(more than) Words. [a thread about writing]

Sorry to hijack this thread but I didn’t find one where this would fit (if there’s one, please let me know!).
I’m writing this short story and wondering if anyone could help me out word this better since I have minimal knowledge of music theory:
" As the chorus of bats and insects bounced on the chasm’s walls the reverberation colored the drone with a richness of harmonics and an almost metallic sounding resonance and it seemed to amplify strange characteristics and dimensions previously imperceptible - an underlying chant sung in some primordial language familiar to all men but understood by none."

In bold is the pertinent part I’m hoping to flesh out better- the final portion if for context.
I’m trying to describe a scene were a drone of cicadas and other creatures of a desert landscape reverberate through a ravine and I’m picturing that there’s some strange effect going on - a bit fantastical so it doesn’t need to be 100% scientific.
I’m flip flopping between what’s more appropriate: “harmonics” or “overtones” or perhaps some better way to enrich the description of a sound gaining new characteristics both natural and fantastical with some appropriate sound theory terms.

Anyone got any suggestions? Thanks!

Passages like these are always tough to write because you have to balance detail with clarity. For instance, right now the first sentence has the actual chorus bouncing on the walls, which conjures an image of wildlife slamming into the sides of the ravine.

Your description of the passage is actually better and more descriptive than the passage itself:

I’m trying to describe a scene were a drone of cicadas and other creatures of a desert landscape reverberate through a ravine and I’m picturing that there’s some strange effect going on

That could even be a lead-in to the purple prose. W/r/t that part, my best advice is to not go overboard. You have almost nothing but sensory description right now, and that’s not necessarily bad, but it’s like salt: easy to overdo. A good exercise is to write the simplest possible version of the sentence and build it up from there.

Also, I’m assuming you’re from the UK due to your lack of commas, but you should pop a couple in there for clarity—right now, it’s completely unbroken, which, unless it’s a stylistic choice, is not ideal for readability. (I’m a freelance writer, not a creative writer, so I’m always looking out for things like this.)


Thanks a lot for your tips, I hadn’t clocked in on that “chorus” mistake.I’m not a native english speaker so I sometimes get fumbled by very basic stuff :slight_smile:
Gave in another pass:
And as their chirps reverberated through the chasm’s walls the sound was coloured with a metallic sounding resonance, an effect that seemed to amplify characteristics and dimensions previously imperceptible

I feel you can tighten it further by removing words whose meanings are already implied.
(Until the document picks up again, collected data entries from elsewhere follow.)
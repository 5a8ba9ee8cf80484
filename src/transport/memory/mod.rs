// src/transport/memory/mod.rs

//! In-memory transport implementation.
//!
//! This module provides a pure in-process broker and an implementation of
//! the domain-level `Transport` trait over it. It is intended primarily for
//! testing, local execution, and as a reference for transport semantics.
//!
//! ## Reference Semantics
//!
//! The in-memory transport defines the **reference behavior** for the
//! transport layer. Other transports are expected to approximate it as
//! closely as their brokers allow and to document any deviations.
//!
//! - Once `basic_consume()` returns, ready messages on the queue are deliverable.
//! - Message delivery is deterministic within a single process.
//! - Connection loss can be injected (`disconnect_all`, `refuse_connections`).

mod broker;
mod transport;

pub use broker::{BrokerStats, MemoryBroker};
pub use transport::{create_transport, create_transport_with_broker};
For example, you don’t need to say it was “an effect that seemed” to do a thing — it can just do the thing.

And as their chirps reverberated through the chasm’s walls, the sound echoed with a metallic resonance amplifying previously imperceptible dimensions.


The key of my use of “seemed” here is to imply that it’s not necessarily happening - it could be an effect happening only in the character’s mind.

Sure! I guess in my worldview that’s how perception works. If it seems to you that you can hear new things in a sound, then that’s what the effect is doing. But is your writing do what you like.

I’m doing National Novel Writing Month this year for the first time (and my first time with creative fiction since I did DND campaigns in middle school). Anyone else doing it?


I sort of forgot about NaNoWriMo but I did decide this morning to get back in to writing 750 words every day. Something I used to do for a few years with many long streaks. Was actually thinking about lowering the bar a bit. I write in 30 minute increments and it feels like after a while I start writing gibberish just to hit the word count by the end of the time.

I have done NaNoWriMo a couple of times. All it did was made me appreciate how much work writing is. How much more work good writing is.


Yeah I’ve been trying to “warm up” to the recommended word count but the only days I get there are when I’m really excited about an idea. Sometimes it helps motivate me to try something new when I kind of feel done. Or I’ll use it as an opportunity to rework something and try to make it into something that flows. That counts, right? :smirk:
I don’t expect to have a novel at the end but I’ve had an idea for a while and I’m using it as an excuse to see if I actually want to write a book, or if I just like having cool ideas. Which is actually totally fine with me.